Re: Another writeup for PCP

John J. Kineman (jjk@NGDC.NOAA.GOV)
Mon, 31 Aug 1998 17:03:14 -0600


Regarding Cliff's comments about immortality, I suggest an alternative to
the "survival = ultimate good" scenario. As we become less concerned with
survival in a particular form -- which is the concern of natural selection
-- we may loose our conern with physical survival altogether. Whereas we
now value physical closeness and security as social and aware forms, we may
begin to value psychological closeness more as we transcend form. This may
already be evident in cyberspace. We may also discover certain kinds of
psychological immortality - the propagation of our thoughts & panache, or
the thought that we are a part of a collective mind that cannot be
destroyed. Survival may become irrelevant. "Good" might then become equated
more with psychological, emotional, intellectual, and spiritual unification
as we transcend the physical forms that currently reinforce a fearful and
separated state. Those whom our culture associates with the greatest good
historically were also those who transcended thinking in terms of personal
survival, and thought instead of a greater unity. Great "survivors" in
history are sometimes considered heros (and villians), but not necessarily
the highest ideal of "good."

Just wanted to mention a more optimistic alternative here.
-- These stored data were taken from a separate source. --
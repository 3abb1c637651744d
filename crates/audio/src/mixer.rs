//! Audio mixer: N input tracks, one output track.
//!
//! Each input is converted to the session format on arrival and buffered.
//! A single input bypasses the summing node; two inputs are gained, summed,
//! and soft-clipped. Output is cut into fixed-size planar frames whose
//! timestamps come from the cumulative sample offset.

use std::collections::VecDeque;

use tokio::sync::mpsc;
use tokio::task::JoinHandle;

use mosaic_common::clock::samples_to_duration;
use mosaic_common::config::RecordingDefaults;
use mosaic_media_model::{AudioBlock, AudioFormat, AudioMix, AudioSourceKind, AudioTrack, RawAudioFrame};

use crate::convert::{apply_gain, convert_channels, deinterleave, soft_clip, Resampler};

#[derive(Debug, Clone, Copy, PartialEq)]
pub struct MixerConfig {
    /// Session output format every input is converted to.
    pub format: AudioFormat,
    /// Samples per channel in each emitted frame.
    pub frame_size: usize,
    /// Gains apply in the summing node only; a lone source passes through
    /// at unity gain.
    pub mic_gain: f32,
    pub system_gain: f32,
    /// Once one input has buffered this many frames, missing input from the
    /// other side is padded with silence instead of waited for.
    pub max_lag_frames: usize,
}

impl MixerConfig {
    pub fn from_defaults(defaults: &RecordingDefaults) -> Self {
        let frame_size = defaults.audio_frame_size.max(1);
        Self {
            format: AudioFormat::new(defaults.audio_sample_rate, defaults.audio_channels.max(1)),
            frame_size,
            mic_gain: defaults.mic_gain,
            system_gain: defaults.system_gain,
            max_lag_frames: frame_size * 4,
        }
    }

    fn gain_for(&self, kind: AudioSourceKind) -> f32 {
        match kind {
            AudioSourceKind::Microphone => self.mic_gain,
            AudioSourceKind::System => self.system_gain,
        }
    }
}

struct Input {
    kind: AudioSourceKind,
    gain: f32,
    resampler: Option<Resampler>,
    /// Interleaved samples in the session format.
    buffer: VecDeque<f32>,
}

pub struct AudioMixer {
    config: MixerConfig,
    inputs: Vec<Input>,
    sample_offset: u64,
}

impl AudioMixer {
    pub fn new(config: MixerConfig, kinds: &[AudioSourceKind]) -> Self {
        let mut inputs: Vec<Input> = Vec::new();
        for &kind in kinds {
            if inputs.iter().all(|i| i.kind != kind) {
                inputs.push(Input {
                    kind,
                    gain: config.gain_for(kind),
                    resampler: None,
                    buffer: VecDeque::new(),
                });
            }
        }
        Self {
            config,
            inputs,
            sample_offset: 0,
        }
    }

    /// The track this mixer produces.
    pub fn track(&self) -> AudioTrack {
        let kinds: Vec<_> = self.inputs.iter().map(|i| i.kind).collect();
        AudioTrack {
            source_mix: AudioMix::from_sources(&kinds),
            sample_rate: self.config.format.sample_rate,
            channel_count: self.config.format.channels,
        }
    }

    /// A single input is forwarded without passing through the summing node.
    pub fn is_passthrough(&self) -> bool {
        self.inputs.len() == 1
    }

    /// Samples per channel emitted so far.
    pub fn sample_offset(&self) -> u64 {
        self.sample_offset
    }

    /// Buffer a capture block and return every frame that became ready.
    pub fn push(&mut self, block: AudioBlock) -> Vec<RawAudioFrame> {
        let target = self.config.format;
        let Some(input) = self.inputs.iter_mut().find(|i| i.kind == block.source) else {
            tracing::debug!(source = ?block.source, "Dropping block from a source that is not mixed");
            return Vec::new();
        };

        let converted = convert_channels(&block.samples, block.format.channels, target.channels);
        if input.resampler.as_ref().map(Resampler::from_rate) != Some(block.format.sample_rate) {
            input.resampler = Some(Resampler::new(
                block.format.sample_rate,
                target.sample_rate,
                target.channels,
            ));
        }
        let converted = match &mut input.resampler {
            Some(resampler) => resampler.process(&converted),
            None => converted,
        };
        input.buffer.extend(converted);

        let mut frames = Vec::new();
        while self.frame_ready() {
            frames.push(self.take_frame(self.config.frame_size));
        }
        frames
    }

    /// Emit whatever is still buffered as a final, shorter frame.
    pub fn flush(&mut self) -> Option<RawAudioFrame> {
        let remaining = self
            .inputs
            .iter()
            .map(|i| self.buffered_frames(i))
            .max()
            .unwrap_or(0);
        if remaining == 0 {
            return None;
        }
        Some(self.take_frame(remaining))
    }

    fn buffered_frames(&self, input: &Input) -> usize {
        input.buffer.len() / usize::from(self.config.format.channels)
    }

    fn frame_ready(&self) -> bool {
        let frame_size = self.config.frame_size;
        let buffered: Vec<usize> = self.inputs.iter().map(|i| self.buffered_frames(i)).collect();
        match buffered.as_slice() {
            [] => false,
            [only] => *only >= frame_size,
            many => {
                let all_ready = many.iter().all(|&n| n >= frame_size);
                let lagging = many.iter().any(|&n| n >= self.config.max_lag_frames);
                if !all_ready && lagging {
                    tracing::trace!(?buffered, "Input lagging, padding with silence");
                }
                all_ready || lagging
            }
        }
    }

    fn take_frame(&mut self, frames: usize) -> RawAudioFrame {
        let channels = self.config.format.channels;
        let wanted = frames * usize::from(channels);

        let interleaved: Vec<f32> = if let [input] = self.inputs.as_mut_slice() {
            let available = input.buffer.len().min(wanted);
            let mut samples: Vec<f32> = input.buffer.drain(..available).collect();
            samples.resize(wanted, 0.0);
            samples
        } else {
            let mut mixed = vec![0.0f32; wanted];
            for input in &mut self.inputs {
                let available = input.buffer.len().min(wanted);
                let mut samples: Vec<f32> = input.buffer.drain(..available).collect();
                apply_gain(&mut samples, input.gain);
                for (out, sample) in mixed.iter_mut().zip(samples) {
                    *out += sample;
                }
            }
            for sample in &mut mixed {
                *sample = soft_clip(*sample);
            }
            mixed
        };

        let frame = RawAudioFrame {
            sample_rate: self.config.format.sample_rate,
            planes: deinterleave(&interleaved, channels),
            sample_offset: self.sample_offset,
            timestamp: samples_to_duration(self.sample_offset, self.config.format.sample_rate),
        };
        self.sample_offset += frames as u64;
        frame
    }
}

/// Totals reported when the mixer task ends.
#[derive(Debug, Clone, Copy, Default, PartialEq, Eq)]
pub struct MixerStats {
    pub frames: u64,
    pub samples_per_channel: u64,
}

pub type MixerHandle = JoinHandle<MixerStats>;

/// Run the mixer until every capture sender is dropped, then flush.
pub fn spawn_mixer(
    mut mixer: AudioMixer,
    mut blocks: mpsc::Receiver<AudioBlock>,
    frames: mpsc::Sender<RawAudioFrame>,
) -> MixerHandle {
    tokio::spawn(async move {
        let mut stats = MixerStats::default();
        while let Some(block) = blocks.recv().await {
            for frame in mixer.push(block) {
                stats.frames += 1;
                if frames.send(frame).await.is_err() {
                    tracing::debug!("Audio encoder gone, mixer exiting");
                    stats.samples_per_channel = mixer.sample_offset();
                    return stats;
                }
            }
        }

        if let Some(last) = mixer.flush() {
            stats.frames += 1;
            let _ = frames.send(last).await;
        }
        stats.samples_per_channel = mixer.sample_offset();
        tracing::debug!(frames = stats.frames, samples = stats.samples_per_channel, "Mixer finished");
        stats
    })
}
At 12:25 PM 8/24/98 -0600, you wrote:
>So check out:
>
> http://albertareport.com/25arcopy/25a19cpy/2519ar02.htm
>
>Note he didn't even mention the PCP URL! I urged him to include
>relavent URLs for those folks he mentioned, or at least a sidebar. No
>deal.
>
>Our friend Alex Chislenko is also mentioned here. . .
>
>O--------------------------------------------------------------------------
-->
>| Cliff Joslyn, Member of the Technical Staff (Cybernetician at Large)
>| Computer Research Group (CIC-3), Los Alamos National Laboratory
>| Mail Stop B265, Los Alamos National Laboratory, Los Alamos, NM 87545 USA
>| joslyn@lanl.gov www.c3.lanl.gov/~joslyn (505) 667-9096
>V All the world is biscuit-shaped. . .
>
>
-----------------------------------------------
John J. Kineman, Physical Scientist/Ecologist
National Geophysical Data Center
325 Broadway E/GC1 (3100 Marine St. Rm: A-152)
Boulder, Colorado 80303 USA
(303) 497-6900 (phone)
(303) 497-6513 (fax)
jjk@ngdc.noaa.gov (email)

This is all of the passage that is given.